### AIM OF THE EXERCISE
Copy out again, unchanged, the listing below from the line that has "filename crates/core/src/shared/region.rs" through the line that has "pub fn new(x: u32, y: u32, width: u32, height: u32)".

•••

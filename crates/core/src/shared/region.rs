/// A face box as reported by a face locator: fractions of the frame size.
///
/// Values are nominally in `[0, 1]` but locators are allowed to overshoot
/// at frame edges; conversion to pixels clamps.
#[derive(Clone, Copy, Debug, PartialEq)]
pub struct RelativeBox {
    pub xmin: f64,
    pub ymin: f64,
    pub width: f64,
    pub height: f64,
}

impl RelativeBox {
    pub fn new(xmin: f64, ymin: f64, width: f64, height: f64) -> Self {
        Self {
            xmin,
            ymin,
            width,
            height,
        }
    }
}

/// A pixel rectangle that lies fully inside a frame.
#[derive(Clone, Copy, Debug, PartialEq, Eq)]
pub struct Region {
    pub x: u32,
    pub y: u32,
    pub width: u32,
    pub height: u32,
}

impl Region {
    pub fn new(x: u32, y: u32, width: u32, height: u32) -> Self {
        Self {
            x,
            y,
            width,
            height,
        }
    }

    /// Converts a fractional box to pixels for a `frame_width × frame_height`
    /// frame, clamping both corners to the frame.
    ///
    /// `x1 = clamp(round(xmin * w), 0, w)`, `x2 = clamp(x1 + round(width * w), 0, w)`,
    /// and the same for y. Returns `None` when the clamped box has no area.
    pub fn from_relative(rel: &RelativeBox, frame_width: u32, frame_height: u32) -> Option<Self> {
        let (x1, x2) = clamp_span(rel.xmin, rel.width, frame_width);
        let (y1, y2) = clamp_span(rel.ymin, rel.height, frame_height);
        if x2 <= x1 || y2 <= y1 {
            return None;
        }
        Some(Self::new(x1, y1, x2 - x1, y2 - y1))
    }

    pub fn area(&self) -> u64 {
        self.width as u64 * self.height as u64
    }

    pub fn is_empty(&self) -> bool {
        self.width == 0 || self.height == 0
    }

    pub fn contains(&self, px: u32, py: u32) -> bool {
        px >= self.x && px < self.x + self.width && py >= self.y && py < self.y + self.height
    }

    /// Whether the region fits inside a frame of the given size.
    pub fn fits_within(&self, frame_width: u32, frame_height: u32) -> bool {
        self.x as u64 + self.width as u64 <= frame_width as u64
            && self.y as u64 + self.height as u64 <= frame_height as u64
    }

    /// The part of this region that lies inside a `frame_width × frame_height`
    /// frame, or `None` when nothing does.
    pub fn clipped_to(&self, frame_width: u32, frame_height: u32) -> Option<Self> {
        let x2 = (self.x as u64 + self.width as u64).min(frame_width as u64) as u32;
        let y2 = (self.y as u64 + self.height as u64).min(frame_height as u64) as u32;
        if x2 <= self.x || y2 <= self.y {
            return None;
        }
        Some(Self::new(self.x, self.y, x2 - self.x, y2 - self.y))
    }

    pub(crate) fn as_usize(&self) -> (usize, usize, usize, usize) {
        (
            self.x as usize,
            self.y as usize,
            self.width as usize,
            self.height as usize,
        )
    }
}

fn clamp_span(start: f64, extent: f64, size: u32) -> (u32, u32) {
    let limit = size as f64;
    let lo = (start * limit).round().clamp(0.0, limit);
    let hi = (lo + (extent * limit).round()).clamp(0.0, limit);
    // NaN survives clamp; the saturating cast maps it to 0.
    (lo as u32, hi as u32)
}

•••

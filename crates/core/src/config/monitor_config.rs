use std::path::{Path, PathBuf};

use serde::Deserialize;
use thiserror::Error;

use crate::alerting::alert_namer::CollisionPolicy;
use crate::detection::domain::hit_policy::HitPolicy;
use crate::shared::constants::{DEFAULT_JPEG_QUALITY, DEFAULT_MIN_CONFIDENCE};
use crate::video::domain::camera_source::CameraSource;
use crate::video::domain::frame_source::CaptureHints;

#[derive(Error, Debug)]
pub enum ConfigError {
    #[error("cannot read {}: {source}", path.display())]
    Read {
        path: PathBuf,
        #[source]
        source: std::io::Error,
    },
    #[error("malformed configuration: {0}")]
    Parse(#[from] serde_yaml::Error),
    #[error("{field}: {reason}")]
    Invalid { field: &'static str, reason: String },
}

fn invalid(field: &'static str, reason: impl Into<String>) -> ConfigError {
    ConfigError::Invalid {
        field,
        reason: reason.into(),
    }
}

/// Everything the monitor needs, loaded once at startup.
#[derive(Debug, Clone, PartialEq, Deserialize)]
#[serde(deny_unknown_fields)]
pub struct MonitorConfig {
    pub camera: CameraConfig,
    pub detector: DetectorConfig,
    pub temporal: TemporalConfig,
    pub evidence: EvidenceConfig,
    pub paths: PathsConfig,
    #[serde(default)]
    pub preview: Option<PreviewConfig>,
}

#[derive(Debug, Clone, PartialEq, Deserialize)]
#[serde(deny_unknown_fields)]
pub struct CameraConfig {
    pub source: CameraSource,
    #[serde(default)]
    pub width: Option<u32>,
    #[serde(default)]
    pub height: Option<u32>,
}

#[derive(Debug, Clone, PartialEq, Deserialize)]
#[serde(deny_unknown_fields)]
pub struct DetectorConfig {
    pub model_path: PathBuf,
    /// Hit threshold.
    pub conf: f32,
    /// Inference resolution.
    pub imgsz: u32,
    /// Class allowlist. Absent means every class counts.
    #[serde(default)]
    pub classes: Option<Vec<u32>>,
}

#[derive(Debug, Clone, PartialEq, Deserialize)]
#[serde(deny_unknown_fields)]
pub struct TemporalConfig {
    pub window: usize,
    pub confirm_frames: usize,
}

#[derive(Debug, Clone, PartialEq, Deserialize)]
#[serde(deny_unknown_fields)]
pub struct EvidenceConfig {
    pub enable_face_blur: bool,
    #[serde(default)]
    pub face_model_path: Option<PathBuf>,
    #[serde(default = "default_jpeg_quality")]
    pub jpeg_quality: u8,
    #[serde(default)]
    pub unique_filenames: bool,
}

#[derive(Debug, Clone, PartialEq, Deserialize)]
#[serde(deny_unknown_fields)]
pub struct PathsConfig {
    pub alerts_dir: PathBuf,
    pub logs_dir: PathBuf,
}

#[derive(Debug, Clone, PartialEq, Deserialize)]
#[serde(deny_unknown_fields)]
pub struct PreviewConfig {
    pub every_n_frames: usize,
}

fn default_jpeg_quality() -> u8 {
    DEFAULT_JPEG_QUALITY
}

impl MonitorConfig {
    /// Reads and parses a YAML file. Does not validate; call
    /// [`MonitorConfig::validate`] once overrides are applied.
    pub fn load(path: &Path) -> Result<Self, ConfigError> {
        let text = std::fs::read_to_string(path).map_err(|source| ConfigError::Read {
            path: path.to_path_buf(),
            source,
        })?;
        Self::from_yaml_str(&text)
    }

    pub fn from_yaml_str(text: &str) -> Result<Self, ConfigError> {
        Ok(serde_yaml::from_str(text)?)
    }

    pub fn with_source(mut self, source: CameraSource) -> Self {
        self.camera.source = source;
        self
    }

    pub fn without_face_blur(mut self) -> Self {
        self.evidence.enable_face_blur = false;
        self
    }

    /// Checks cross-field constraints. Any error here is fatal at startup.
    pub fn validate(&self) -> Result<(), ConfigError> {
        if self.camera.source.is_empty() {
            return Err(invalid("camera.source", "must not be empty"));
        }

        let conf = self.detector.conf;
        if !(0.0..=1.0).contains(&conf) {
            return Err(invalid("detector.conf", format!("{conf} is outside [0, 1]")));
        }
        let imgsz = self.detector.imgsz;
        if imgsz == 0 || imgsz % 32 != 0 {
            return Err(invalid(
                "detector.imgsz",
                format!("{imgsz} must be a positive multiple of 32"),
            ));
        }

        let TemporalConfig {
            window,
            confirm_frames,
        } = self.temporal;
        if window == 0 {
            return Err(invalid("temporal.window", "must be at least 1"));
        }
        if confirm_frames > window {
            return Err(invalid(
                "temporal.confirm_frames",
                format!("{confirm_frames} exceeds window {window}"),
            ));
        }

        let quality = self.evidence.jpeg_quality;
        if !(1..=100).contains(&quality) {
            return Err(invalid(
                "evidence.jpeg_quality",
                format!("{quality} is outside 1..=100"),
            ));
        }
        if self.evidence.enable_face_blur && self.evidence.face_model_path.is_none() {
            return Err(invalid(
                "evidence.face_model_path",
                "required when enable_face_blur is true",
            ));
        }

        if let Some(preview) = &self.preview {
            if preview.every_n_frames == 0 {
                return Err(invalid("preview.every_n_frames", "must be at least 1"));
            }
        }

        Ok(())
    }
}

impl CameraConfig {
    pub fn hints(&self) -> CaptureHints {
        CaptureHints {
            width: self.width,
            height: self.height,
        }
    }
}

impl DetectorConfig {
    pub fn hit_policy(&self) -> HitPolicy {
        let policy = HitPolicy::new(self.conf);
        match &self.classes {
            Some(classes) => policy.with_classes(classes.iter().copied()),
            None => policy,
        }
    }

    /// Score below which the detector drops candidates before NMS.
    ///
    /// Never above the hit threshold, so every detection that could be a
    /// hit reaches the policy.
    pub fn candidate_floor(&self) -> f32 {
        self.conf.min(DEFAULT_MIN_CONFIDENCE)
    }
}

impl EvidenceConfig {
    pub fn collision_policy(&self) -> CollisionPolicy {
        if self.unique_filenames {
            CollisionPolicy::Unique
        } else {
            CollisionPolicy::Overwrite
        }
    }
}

•••

### RESULT
filename crates/core/src/shared/region.rs
/// A face box as reported by a face locator: fractions of the frame size.
///
/// Values are nominally in `[0, 1]` but locators are allowed to overshoot
/// at frame edges; conversion to pixels clamps.
#[derive(Clone, Copy, Debug, PartialEq)]
pub struct RelativeBox {
    pub xmin: f64,
    pub ymin: f64,
    pub width: f64,
    pub height: f64,
}

impl RelativeBox {
    pub fn new(xmin: f64, ymin: f64, width: f64, height: f64) -> Self {
        Self {
            xmin,
            ymin,
            width,
            height,
        }
    }
}

/// A pixel rectangle that lies fully inside a frame.
#[derive(Clone, Copy, Debug, PartialEq, Eq)]
pub struct Region {
    pub x: u32,
    pub y: u32,
    pub width: u32,
    pub height: u32,
}

impl Region {
    pub fn new(x: u32, y: u32, width: u32, height: u32) -> Self {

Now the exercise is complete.